WORK INSTRUCTION: Would you please repeat the data that follows, exactly as it reads?

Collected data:

=== Begin Enclosure ===

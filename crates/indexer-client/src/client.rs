use std::time::Duration;

use alloy_primitives::Address;
use async_trait::async_trait;
use reqwest::{Client, Url};
use tracing::*;

use crate::{
    error::{ClientError, ClientResult},
    traits::DepositIndex,
    types::{BridgesResponse, Deposit, ProofResponse},
};

/// Default per-request read timeout. This bounds a single blocking read;
/// it is deliberately not part of the engine's reconciliation budgets.
pub const DEFAULT_HTTP_TIMEOUT: Duration = Duration::from_secs(30);

/// An `async` read client for the indexer's HTTP query surface.
#[derive(Debug, Clone)]
pub struct IndexClient {
    base_url: Url,
    client: Client,
}

impl IndexClient {
    /// Creates a new [`IndexClient`] against the given base URL with a
    /// per-request read timeout.
    pub fn new(base_url: &str, timeout: Duration) -> ClientResult<Self> {
        let base_url = base_url
            .parse::<Url>()
            .map_err(|e| ClientError::Request(format!("invalid base url: {e}")))?;

        let client = Client::builder()
            .timeout(timeout)
            .build()
            .map_err(|e| ClientError::Request(format!("could not build client: {e}")))?;

        trace!(url = %base_url, "created index client");

        Ok(Self { base_url, client })
    }

    fn endpoint(&self, path: &str) -> ClientResult<Url> {
        self.base_url
            .join(path)
            .map_err(|e| ClientError::Request(e.to_string()))
    }
}

#[async_trait]
impl DepositIndex for IndexClient {
    async fn deposits_for_address(
        &self,
        address: Address,
        offset: u64,
        limit: u64,
    ) -> ClientResult<Vec<Deposit>> {
        let url = self.endpoint(&format!("bridges/{address}"))?;
        trace!(%address, %offset, %limit, "querying deposits");

        let resp = self
            .client
            .get(url)
            .query(&[("offset", offset), ("limit", limit)])
            .send()
            .await
            .map_err(|e| ClientError::Transport(e.to_string()))?;

        let status = resp.status();
        if !status.is_success() {
            let body = resp.text().await.unwrap_or_default();
            return Err(ClientError::Status(status.as_u16(), body));
        }

        let page = resp
            .json::<BridgesResponse>()
            .await
            .map_err(|e| ClientError::Parse(e.to_string()))?;
        Ok(page.deposits)
    }

    async fn merkle_proof(
        &self,
        network_id: u32,
        deposit_cnt: u64,
    ) -> ClientResult<ProofResponse> {
        let url = self.endpoint("merkle-proof")?;
        trace!(%network_id, %deposit_cnt, "querying merkle proof");

        let resp = self
            .client
            .get(url)
            .query(&[("net_id", u64::from(network_id)), ("deposit_cnt", deposit_cnt)])
            .send()
            .await
            .map_err(|e| ClientError::Transport(e.to_string()))?;

        let status = resp.status();
        if !status.is_success() {
            // The service answers an error status while the deposit is not
            // yet provable; surface that distinctly from transport trouble.
            let reason = resp.text().await.unwrap_or_default();
            return Err(ClientError::ProofUnavailable {
                network_id,
                deposit_cnt,
                reason: format!("status {status}: {reason}"),
            });
        }

        resp.json::<ProofResponse>()
            .await
            .map_err(|e| ClientError::Parse(e.to_string()))
    }
}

=== End Enclosure ===

ANSWER SECTION:
filename crates/indexer-client/src/client.rs
use std::time::Duration;

use alloy_primitives::Address;
use async_trait::async_trait;
use reqwest::{Client, Url};
use tracing::*;

use crate::{
    error::{ClientError, ClientResult},
    traits::DepositIndex,
    types::{BridgesResponse, Deposit, ProofResponse},
};

/// Default per-request read timeout. This bounds a single blocking read;
/// it is deliberately not part of the engine's reconciliation budgets.
pub const DEFAULT_HTTP_TIMEOUT: Duration = Duration::from_secs(30);

/// An `async` read client for the indexer's HTTP query surface.
#[derive(Debug, Clone)]
pub struct IndexClient {
    base_url: Url,
    client: Client,
}

impl IndexClient {
    /// Creates a new [`IndexClient`] against the given base URL with a
    /// per-request read timeout.
    pub fn new(base_url: &str, timeout: Duration) -> ClientResult<Self> {
        let base_url = base_url
            .parse::<Url>()
            .map_err(|e| ClientError::Request(format!("invalid base url: {e}")))?;

        let client = Client::builder()
            .timeout(timeout)
            .build()
            .map_err(|e| ClientError::Request(format!("could not build client: {e}")))?;

        trace!(url = %base_url, "created index client");

        Ok(Self { base_url, client })
    }

    fn endpoint(&self, path: &str) -> ClientResult<Url> {
        self.base_url
            .join(path)
            .map_err(|e| ClientError::Request(e.to_string()))
    }
}

#[async_trait]
impl DepositIndex for IndexClient {
    async fn deposits_for_address(
        &self,
        address: Address,
        offset: u64,
        limit: u64,
    ) -> ClientResult<Vec<Deposit>> {
        let url = self.endpoint(&format!("bridges/{address}"))?;
        trace!(%address, %offset, %limit, "querying deposits");

        let resp = self
            .client
            .get(url)
            .query(&[("offset", offset), ("limit", limit)])
            .send()
            .await
            .map_err(|e| ClientError::Transport(e.to_string()))?;

        let status = resp.status();
        if !status.is_success() {
            let body = resp.text().await.unwrap_or_default();
            return Err(ClientError::Status(status.as_u16(), body));
        }

        let page = resp
            .json::<BridgesResponse>()
            .await
            .map_err(|e| ClientError::Parse(e.to_string()))?;
        Ok(page.deposits)
    }

    async fn merkle_proof(
        &self,
        network_id: u32,
        deposit_cnt: u64,
    ) -> ClientResult<ProofResponse> {
        let url = self.endpoint("merkle-proof")?;
        trace!(%network_id, %deposit_cnt, "querying merkle proof");

        let resp = self
            .client
            .get(url)
            .query(&[("net_id", u64::from(network_id)), ("deposit_cnt", deposit_cnt)])
            .send()
            .await
            .map_err(|e| ClientError::Transport(e.to_string()))?;

        let status = resp.status();
        if !status.is_success() {
            // The service answers an error status while the deposit is not
            // yet provable; surface that distinctly from transport trouble.
            let reason = resp.text().await.unwrap_or_default();
            return Err(ClientError::ProofUnavailable {
                network_id,
                deposit_cnt,
                reason: format!("status {status}: {reason}"),
            });
        }

        resp.json::<ProofResponse>()
            .await
            .map_err(|e| ClientError::Parse(e.to_string()))
    }
}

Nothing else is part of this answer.